I picked this memoir up when I got Caitlin Moran’s hilarious and mortifying How to Build a Girl last fall, but then it got shuffled to the bottom of the towering pile(s) of Must Read Next books. I can’t even remember why I got this in the first place. I didn’t even know who Ms. Albertine was. Was I just cruising Amazon and buying Random Memoirs By Brassy British Chicks? Sigh. Thanks, Merlot!
Befitting the music motif, this book is set up like an album, with a side one and a side two. Side one sees her as a boy crazy, fashion-obsessed teen in the seventies.
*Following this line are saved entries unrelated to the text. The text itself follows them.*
//! Dispatch layer: routes push messages through per-table interceptor
//! sequences and applies the default store write unless suppressed.

use crate::control_flow::ControlFlow;
use crate::error::{Error, Result};
use crate::interceptor::{Flags, IntoControlFlow};
use crate::message::{Message, Method};
use crate::sequence::Sequence;
use crate::store::Database;
use serde::Deserialize;
use serde_json::Value;
use std::collections::HashMap;
use std::sync::Arc;

/// Dispatcher configuration.
#[derive(Clone, Debug, Deserialize)]
#[serde(default)]
pub struct DispatchConfig {
    /// Flags used by [`Dispatcher::append`] when the caller passes `None`.
    pub default_flags: Flags,

    /// Match message types to table names ignoring ASCII case.
    /// Default: true
    pub type_case_insensitive: bool,
}

impl Default for DispatchConfig {
    fn default() -> Self {
        Self {
            default_flags: Flags::default(),
            type_case_insensitive: true,
        }
    }
}

/// Result of dispatching one message.
#[derive(Clone, Debug)]
pub struct DispatchOutcome {
    /// Final decision of the table's sequence.
    pub control_flow: ControlFlow,

    /// Default write that was applied, if any.
    pub applied: Option<Method>,

    /// The message after interception (reflects mutating interceptors).
    pub message: Message,
}

struct Route<D: ?Sized> {
    table: String,
    pk_name: String,
    sequence: Sequence<D>,
}

/// Routes messages to per-table interceptor sequences.
pub struct Dispatcher<D: Database + ?Sized> {
    store: Arc<D>,
    config: DispatchConfig,
    routes: HashMap<String, Route<D>>,
}

impl<D: Database + ?Sized> Dispatcher<D> {
    pub fn new(store: Arc<D>) -> Self {
        Self::with_config(store, DispatchConfig::default())
    }

    pub fn with_config(store: Arc<D>, config: DispatchConfig) -> Self {
        Self {
            store,
            config,
            routes: HashMap::new(),
        }
    }

    pub fn store(&self) -> &Arc<D> {
        &self.store
    }

    /// Register a table; messages whose type names it are routed here.
    /// Re-registering replaces the primary key name and keeps interceptors.
    pub fn register_table(&mut self, table: impl Into<String>, pk_name: impl Into<String>) {
        let table = table.into();
        let pk_name = pk_name.into();
        let key = self.route_key(&table);

        match self.routes.get_mut(&key) {
            Some(route) => route.pk_name = pk_name,
            None => {
                self.routes.insert(
                    key,
                    Route {
                        table,
                        pk_name,
                        sequence: Sequence::new(),
                    },
                );
            }
        }
    }

    /// The interceptor sequence for `table`.
    pub fn interceptors(&mut self, table: &str) -> Option<&mut Sequence<D>> {
        let key = self.route_key(table);
        self.routes.get_mut(&key).map(|route| &mut route.sequence)
    }

    /// Append an interceptor to `table`'s sequence. `None` flags fall back
    /// to the configured defaults.
    pub fn append<F, R>(
        &mut self,
        table: &str,
        user_fn: F,
        flags: impl Into<Option<Flags>>,
    ) -> Result<()>
    where
        F: Fn(&mut Message, &D, &str, &str) -> R + Send + Sync + 'static,
        R: IntoControlFlow,
    {
        let flags = flags.into().unwrap_or(self.config.default_flags);
        let sequence = self
            .interceptors(table)
            .ok_or_else(|| Error::UnknownTable(table.to_string()))?;
        sequence.append(user_fn, flags);
        Ok(())
    }

    /// Decode a raw JSON envelope and dispatch it.
    pub fn dispatch_slice(&self, bytes: &[u8]) -> Result<DispatchOutcome> {
        self.dispatch(Message::from_slice(bytes)?)
    }

    /// Run the table's interceptors, then apply the default write unless an
    /// interceptor set `IGNORE_DEFAULT_DB_OPS`.
    pub fn dispatch(&self, mut message: Message) -> Result<DispatchOutcome> {
        let route = self
            .routes
            .get(&self.route_key(&message.event_type))
            .ok_or_else(|| Error::UnknownTable(message.event_type.clone()))?;

        let control_flow =
            route
                .sequence
                .apply(&mut message, &*self.store, &route.table, &route.pk_name)?;

        if control_flow.ignores_default_db_ops() {
            tracing::debug!(
                table = %route.table,
                id = %message.id,
                method = %message.method,
                "default db ops suppressed by interceptor"
            );
            return Ok(DispatchOutcome {
                control_flow,
                applied: None,
                message,
            });
        }

        let applied = match message.method_kind() {
            Method::Upsert => {
                let row = row_for(&message, &route.pk_name)?;
                self.store.upsert(&route.table, &route.pk_name, row)?;
                Some(Method::Upsert)
            }
            Method::Delete => {
                self.store.delete(&route.table, &message.id)?;
                Some(Method::Delete)
            }
            Method::Other => None,
        };

        tracing::debug!(
            table = %route.table,
            id = %message.id,
            method = %message.method,
            applied = ?applied,
            "dispatched push message"
        );

        Ok(DispatchOutcome {
            control_flow,
            applied,
            message,
        })
    }

    fn route_key(&self, name: &str) -> String {
        if self.config.type_case_insensitive {
            name.to_ascii_lowercase()
        } else {
            name.to_string()
        }
    }
}

/// Row to write for an upsert: the payload with the primary key filled in
/// from the message id when missing.
///
/// A scalar payload key must read the same as the message id, otherwise a
/// later delete by id would miss the row.
fn row_for(message: &Message, pk_name: &str) -> Result<Value> {
    let mut fields = match &message.data {
        Value::Object(fields) => fields.clone(),
        Value::Null => serde_json::Map::new(),
        other => {
            return Err(Error::InvalidMessage(format!(
                "expected object payload for {}, got {}",
                message.method, other
            )))
        }
    };

    let payload_pk = match fields.get(pk_name) {
        Some(Value::String(s)) => Some(s.clone()),
        Some(Value::Number(n)) => Some(n.to_string()),
        _ => None,
    };
    if let Some(pk) = payload_pk {
        if pk != message.id {
            return Err(Error::InvalidMessage(format!(
                "payload {} {:?} does not match message id {:?}",
                pk_name, pk, message.id
            )));
        }
    }

    fields
        .entry(pk_name.to_string())
        .or_insert_with(|| Value::String(message.id.clone()));

    Ok(Value::Object(fields))
}
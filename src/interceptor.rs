//! Interceptor factory.
//!
//! Wraps a user handler into an [`Interceptor`] with a uniform return
//! contract and a mutation-isolation policy chosen at registration time:
//!
//! - **Keep** (default): the handler receives a deep copy of the message, so
//!   its edits are invisible to the caller and to later interceptors.
//! - **Mutate**: the handler receives the caller's message; edits are visible
//!   downstream and after the pass.
//!
//! # Example
//!
//! ```ignore
//! let interceptor = create_interceptor(
//!     |msg: &mut Message, _db: &MemoryStore, _table: &str, _pk: &str| {
//!         msg.data["seen"] = json!(true);
//!         ControlFlow::IGNORE_DEFAULT_DB_OPS
//!     },
//!     Flags::mutate(),
//! );
//! ```

use crate::control_flow::ControlFlow;
use crate::error::{Error, Result};
use crate::message::Message;
use serde::Deserialize;
use std::fmt;

/// Registration options for one handler.
#[derive(Clone, Copy, Debug, Default, PartialEq, Eq, Deserialize)]
#[serde(default)]
pub struct Flags {
    /// Hand the caller's message to the handler instead of a copy.
    /// Default: false
    pub mutate_message: bool,
}

impl Flags {
    /// Flags with `mutate_message` set.
    pub fn mutate() -> Self {
        Self {
            mutate_message: true,
        }
    }

    pub fn policy(&self) -> MessagePolicy {
        if self.mutate_message {
            MessagePolicy::Mutate
        } else {
            MessagePolicy::Keep
        }
    }
}

/// How an interceptor exposes the message to its handler.
#[derive(Clone, Copy, Debug, PartialEq, Eq)]
pub enum MessagePolicy {
    /// Handler sees a private deep copy.
    Keep,
    /// Handler sees the shared original.
    Mutate,
}

/// Conversion from a handler's return value into a control-flow decision.
///
/// `()` and `None` mean "no decision" and normalize to `PASS_THROUGH`.
/// An `Err` is the handler failing and aborts the pass.
pub trait IntoControlFlow {
    fn into_control_flow(self) -> Result<ControlFlow>;
}

impl IntoControlFlow for () {
    fn into_control_flow(self) -> Result<ControlFlow> {
        Ok(ControlFlow::PASS_THROUGH)
    }
}

impl IntoControlFlow for ControlFlow {
    fn into_control_flow(self) -> Result<ControlFlow> {
        Ok(self)
    }
}

impl IntoControlFlow for Option<ControlFlow> {
    fn into_control_flow(self) -> Result<ControlFlow> {
        Ok(self.unwrap_or(ControlFlow::PASS_THROUGH))
    }
}

impl<T, E> IntoControlFlow for std::result::Result<T, E>
where
    T: IntoControlFlow,
    E: Into<Error>,
{
    fn into_control_flow(self) -> Result<ControlFlow> {
        self.map_err(Into::into)?.into_control_flow()
    }
}

type Handler<S> = dyn Fn(&mut Message, &S, &str, &str) -> Result<ControlFlow> + Send + Sync;

/// A normalized handler: `(message, store, table_name, pk_name) -> ControlFlow`.
pub struct Interceptor<S: ?Sized> {
    policy: MessagePolicy,
    handler: Box<Handler<S>>,
}

impl<S: ?Sized> Interceptor<S> {
    /// Run the handler under this interceptor's policy.
    pub fn call(
        &self,
        message: &mut Message,
        store: &S,
        table_name: &str,
        pk_name: &str,
    ) -> Result<ControlFlow> {
        (self.handler)(message, store, table_name, pk_name)
    }

    pub fn policy(&self) -> MessagePolicy {
        self.policy
    }
}

impl<S: ?Sized> fmt::Debug for Interceptor<S> {
    fn fmt(&self, f: &mut fmt::Formatter<'_>) -> fmt::Result {
        f.debug_struct("Interceptor")
            .field("policy", &self.policy)
            .finish_non_exhaustive()
    }
}

/// Wrap `user_fn` into an interceptor. `None` flags mean the defaults.
pub fn create_interceptor<S, F, R>(user_fn: F, flags: impl Into<Option<Flags>>) -> Interceptor<S>
where
    S: ?Sized,
    F: Fn(&mut Message, &S, &str, &str) -> R + Send + Sync + 'static,
    R: IntoControlFlow,
{
    let policy = flags.into().unwrap_or_default().policy();
    let handler = match policy {
        MessagePolicy::Keep => keep_message(user_fn),
        MessagePolicy::Mutate => mutate_message(user_fn),
    };

    Interceptor { policy, handler }
}

fn keep_message<S, F, R>(user_fn: F) -> Box<Handler<S>>
where
    S: ?Sized,
    F: Fn(&mut Message, &S, &str, &str) -> R + Send + Sync + 'static,
    R: IntoControlFlow,
{
    Box::new(
        move |message: &mut Message, store: &S, table_name: &str, pk_name: &str| {
            let mut copy = message.clone();
            user_fn(&mut copy, store, table_name, pk_name).into_control_flow()
        },
    )
}

fn mutate_message<S, F, R>(user_fn: F) -> Box<Handler<S>>
where
    S: ?Sized,
    F: Fn(&mut Message, &S, &str, &str) -> R + Send + Sync + 'static,
    R: IntoControlFlow,
{
    Box::new(
        move |message: &mut Message, store: &S, table_name: &str, pk_name: &str| {
            user_fn(message, store, table_name, pk_name).into_control_flow()
        },
    )
}
//! Local store boundary and an in-memory reactive implementation.

use crate::error::{Error, Result};
use crate::subscriptions::{
    SubscriptionConfig, SubscriptionHandle, SubscriptionId, SubscriptionManager,
};
use parking_lot::{Mutex, RwLock};
use serde_json::{Map, Value};
use std::collections::HashMap;

/// Store operations the dispatch layer and interceptors rely on.
///
/// Rows are JSON objects keyed by the value of their primary-key field.
pub trait Database: Send + Sync {
    /// Fetch a row by primary key.
    fn get(&self, table: &str, pk: &str) -> Result<Option<Value>>;

    /// Insert `row`, or merge its fields into the existing row with the same
    /// key. Returns the row as stored.
    fn upsert(&self, table: &str, pk_name: &str, row: Value) -> Result<Value>;

    /// Delete a row. Returns whether it existed.
    fn delete(&self, table: &str, pk: &str) -> Result<bool>;
}

type Table = HashMap<String, Value>;

/// In-memory store with change feeds.
pub struct MemoryStore {
    tables: RwLock<HashMap<String, Table>>,

    subscriptions: SubscriptionManager,

    /// Serializes write-then-broadcast so subscribers see writes in order.
    write_lock: Mutex<()>,
}

impl MemoryStore {
    pub fn new() -> Self {
        Self {
            tables: RwLock::new(HashMap::new()),
            subscriptions: SubscriptionManager::new(),
            write_lock: Mutex::new(()),
        }
    }

    /// Number of rows in `table`.
    pub fn row_count(&self, table: &str) -> usize {
        self.tables.read().get(table).map_or(0, HashMap::len)
    }

    /// Subscribe to row changes.
    pub fn subscribe(&self, config: SubscriptionConfig) -> SubscriptionHandle {
        self.subscriptions.subscribe(config)
    }

    pub fn unsubscribe(&self, id: SubscriptionId) {
        self.subscriptions.unsubscribe(id);
    }
}

impl Default for MemoryStore {
    fn default() -> Self {
        Self::new()
    }
}

impl Database for MemoryStore {
    fn get(&self, table: &str, pk: &str) -> Result<Option<Value>> {
        Ok(self
            .tables
            .read()
            .get(table)
            .and_then(|rows| rows.get(pk))
            .cloned())
    }

    fn upsert(&self, table: &str, pk_name: &str, row: Value) -> Result<Value> {
        let Value::Object(fields) = row else {
            return Err(Error::MissingPrimaryKey {
                table: table.to_string(),
                pk_name: pk_name.to_string(),
            });
        };
        let pk = primary_key(&fields, pk_name).ok_or_else(|| Error::MissingPrimaryKey {
            table: table.to_string(),
            pk_name: pk_name.to_string(),
        })?;

        let _lock = self.write_lock.lock();

        let stored = {
            let mut tables = self.tables.write();
            let rows = tables.entry(table.to_string()).or_default();
            let stored = match rows.remove(&pk) {
                Some(Value::Object(mut existing)) => {
                    existing.extend(fields);
                    Value::Object(existing)
                }
                _ => Value::Object(fields),
            };
            rows.insert(pk.clone(), stored.clone());
            stored
        };

        self.subscriptions.broadcast_upsert(table, &pk, &stored);
        Ok(stored)
    }

    fn delete(&self, table: &str, pk: &str) -> Result<bool> {
        let _lock = self.write_lock.lock();

        let existed = self
            .tables
            .write()
            .get_mut(table)
            .and_then(|rows| rows.remove(pk))
            .is_some();

        if existed {
            self.subscriptions.broadcast_delete(table, pk);
        }
        Ok(existed)
    }
}

/// Primary key as a string; numeric keys are accepted.
fn primary_key(fields: &Map<String, Value>, pk_name: &str) -> Option<String> {
    match fields.get(pk_name)? {
        Value::String(s) => Some(s.clone()),
        Value::Number(n) => Some(n.to_string()),
        _ => None,
    }
}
She was in a band with Sid Vicious before becoming a founding member of The Slits. She hung out with Johnny Thunders, loved Vivienne Westwood designs and frequented Macolm McLaren’s trendsetter shop SEX, dated Mick Jones and subsequently inspired the lyrics to Train in Vain. But by 1982 the scene has changed drastically and the band is done. The second side has Ms. Albertine reinventing herself again; going to film school, marriage, kids, life threatening illness, reinvention again and again.
Ms. Albertine has got a rather cogent, if sometimes a little too whispery-girly at times, writing style. She lived and participated in some interesting times in music and cultural history. She’s intelligent and well-read. I just had trouble connecting with her, especially when she waxed rhapsodic about what she was wearing in painfully minute detail, or went on about not having a husband or a lover (masturbation just doesn’t do it for her). And she did that a lot. But then, look at the title…….what was I expecting?